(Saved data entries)
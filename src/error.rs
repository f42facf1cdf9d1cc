//! Structured engine errors.

use serde::Serialize;
use thiserror::Error;

/// Error codes for programmatic error handling.
#[derive(Debug, Clone, Copy, Serialize, PartialEq, Eq)]
#[serde(rename_all = "SCREAMING_SNAKE_CASE")]
pub enum ErrorCode {
    // Rejected input
    ValidationError,
    InvalidTransition,
    Forbidden,

    // Missing records
    NotFound,

    // Duplicate writes (treated as success by generation)
    Conflict,

    // Collaborators
    ExternalDependencyError,
    TimezoneResolutionError,

    // Internal
    StorageError,
}

/// Errors raised by the rollover core.
#[derive(Debug, Error)]
pub enum EngineError {
    #[error("invalid {field}: {reason}")]
    Validation { field: String, reason: String },

    #[error("{entity} not found: {id}")]
    NotFound { entity: &'static str, id: String },

    #[error("{0}")]
    Conflict(String),

    #[error("transition {from} -> {to} is not allowed")]
    InvalidTransition { from: String, to: String },

    #[error("{0}")]
    Forbidden(String),

    #[error("{service} failed: {reason}")]
    ExternalDependency { service: String, reason: String },

    #[error("unknown timezone '{0}'")]
    TimezoneResolution(String),

    #[error("storage error: {0}")]
    Storage(#[from] anyhow::Error),
}

impl EngineError {
    pub fn code(&self) -> ErrorCode {
        match self {
            EngineError::Validation { .. } => ErrorCode::ValidationError,
            EngineError::NotFound { .. } => ErrorCode::NotFound,
            EngineError::Conflict(_) => ErrorCode::Conflict,
            EngineError::InvalidTransition { .. } => ErrorCode::InvalidTransition,
            EngineError::Forbidden(_) => ErrorCode::Forbidden,
            EngineError::ExternalDependency { .. } => ErrorCode::ExternalDependencyError,
            EngineError::TimezoneResolution(_) => ErrorCode::TimezoneResolutionError,
            EngineError::Storage(_) => ErrorCode::StorageError,
        }
    }

    // Convenience constructors

    pub fn validation(field: &str, reason: impl Into<String>) -> Self {
        EngineError::Validation {
            field: field.to_string(),
            reason: reason.into(),
        }
    }

    pub fn not_found(entity: &'static str, id: &str) -> Self {
        EngineError::NotFound {
            entity,
            id: id.to_string(),
        }
    }

    pub fn invalid_transition(from: impl ToString, to: impl ToString) -> Self {
        EngineError::InvalidTransition {
            from: from.to_string(),
            to: to.to_string(),
        }
    }

    pub fn forbidden(reason: impl Into<String>) -> Self {
        EngineError::Forbidden(reason.into())
    }

    pub fn external(service: &str, reason: impl ToString) -> Self {
        EngineError::ExternalDependency {
            service: service.to_string(),
            reason: reason.to_string(),
        }
    }

    /// Whether this error only rejects the template being generated.
    pub fn is_template_scoped(&self) -> bool {
        matches!(
            self,
            EngineError::Validation { .. } | EngineError::NotFound { .. }
        )
    }

    pub fn to_body(&self) -> ErrorBody {
        let field = match self {
            EngineError::Validation { field, .. } => Some(field.clone()),
            _ => None,
        };
        ErrorBody {
            code: self.code(),
            message: self.to_string(),
            field,
        }
    }
}

/// Serializable error shape returned to callers.
#[derive(Debug, Clone, Serialize)]
pub struct ErrorBody {
    pub code: ErrorCode,
    pub message: String,
    #[serde(skip_serializing_if = "Option::is_none")]
    pub field: Option<String>,
}

/// Result type for engine operations.
pub type EngineResult<T> = std::result::Result<T, EngineError>;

**Problem details**
Transcribe each of the records verbatim.

**Solution**
filename src/error.rs
repository f42facf1cdf9d1cc
//! Structured engine errors.

use serde::Serialize;
use thiserror::Error;

/// Error codes for programmatic error handling.
#[derive(Debug, Clone, Copy, Serialize, PartialEq, Eq)]
#[serde(rename_all = "SCREAMING_SNAKE_CASE")]
pub enum ErrorCode {
    // Rejected input
    ValidationError,
    InvalidTransition,
    Forbidden,

    // Missing records
    NotFound,

    // Duplicate writes (treated as success by generation)
    Conflict,

    // Collaborators
    ExternalDependencyError,
    TimezoneResolutionError,

    // Internal
    StorageError,
}

/// Errors raised by the rollover core.
#[derive(Debug, Error)]
pub enum EngineError {
    #[error("invalid {field}: {reason}")]
    Validation { field: String, reason: String },

    #[error("{entity} not found: {id}")]
    NotFound { entity: &'static str, id: String },

    #[error("{0}")]
    Conflict(String),

    #[error("transition {from} -> {to} is not allowed")]
    InvalidTransition { from: String, to: String },

    #[error("{0}")]
    Forbidden(String),

    #[error("{service} failed: {reason}")]
    ExternalDependency { service: String, reason: String },

    #[error("unknown timezone '{0}'")]
    TimezoneResolution(String),

    #[error("storage error: {0}")]
    Storage(#[from] anyhow::Error),
}

impl EngineError {
    pub fn code(&self) -> ErrorCode {
        match self {
            EngineError::Validation { .. } => ErrorCode::ValidationError,
            EngineError::NotFound { .. } => ErrorCode::NotFound,
            EngineError::Conflict(_) => ErrorCode::Conflict,
            EngineError::InvalidTransition { .. } => ErrorCode::InvalidTransition,
            EngineError::Forbidden(_) => ErrorCode::Forbidden,
            EngineError::ExternalDependency { .. } => ErrorCode::ExternalDependencyError,
            EngineError::TimezoneResolution(_) => ErrorCode::TimezoneResolutionError,
            EngineError::Storage(_) => ErrorCode::StorageError,
        }
    }

    // Convenience constructors

    pub fn validation(field: &str, reason: impl Into<String>) -> Self {
        EngineError::Validation {
            field: field.to_string(),
            reason: reason.into(),
        }
    }

    pub fn not_found(entity: &'static str, id: &str) -> Self {
        EngineError::NotFound {
            entity,
            id: id.to_string(),
        }
    }

    pub fn invalid_transition(from: impl ToString, to: impl ToString) -> Self {
        EngineError::InvalidTransition {
            from: from.to_string(),
            to: to.to_string(),
        }
    }

    pub fn forbidden(reason: impl Into<String>) -> Self {
        EngineError::Forbidden(reason.into())
    }

    pub fn external(service: &str, reason: impl ToString) -> Self {
        EngineError::ExternalDependency {
            service: service.to_string(),
            reason: reason.to_string(),
        }
    }

    /// Whether this error only rejects the template being generated.
    pub fn is_template_scoped(&self) -> bool {
        matches!(
            self,
            EngineError::Validation { .. } | EngineError::NotFound { .. }
        )
    }

    pub fn to_body(&self) -> ErrorBody {
        let field = match self {
            EngineError::Validation { field, .. } => Some(field.clone()),
            _ => None,
        };
        ErrorBody {
            code: self.code(),
            message: self.to_string(),
            field,
        }
    }
}

/// Serializable error shape returned to callers.
#[derive(Debug, Clone, Serialize)]
pub struct ErrorBody {
    pub code: ErrorCode,
    pub message: String,
    #[serde(skip_serializing_if = "Option::is_none")]
    pub field: Option<String>,
}

/// Result type for engine operations.
pub type EngineResult<T> = std::result::Result<T, EngineError>;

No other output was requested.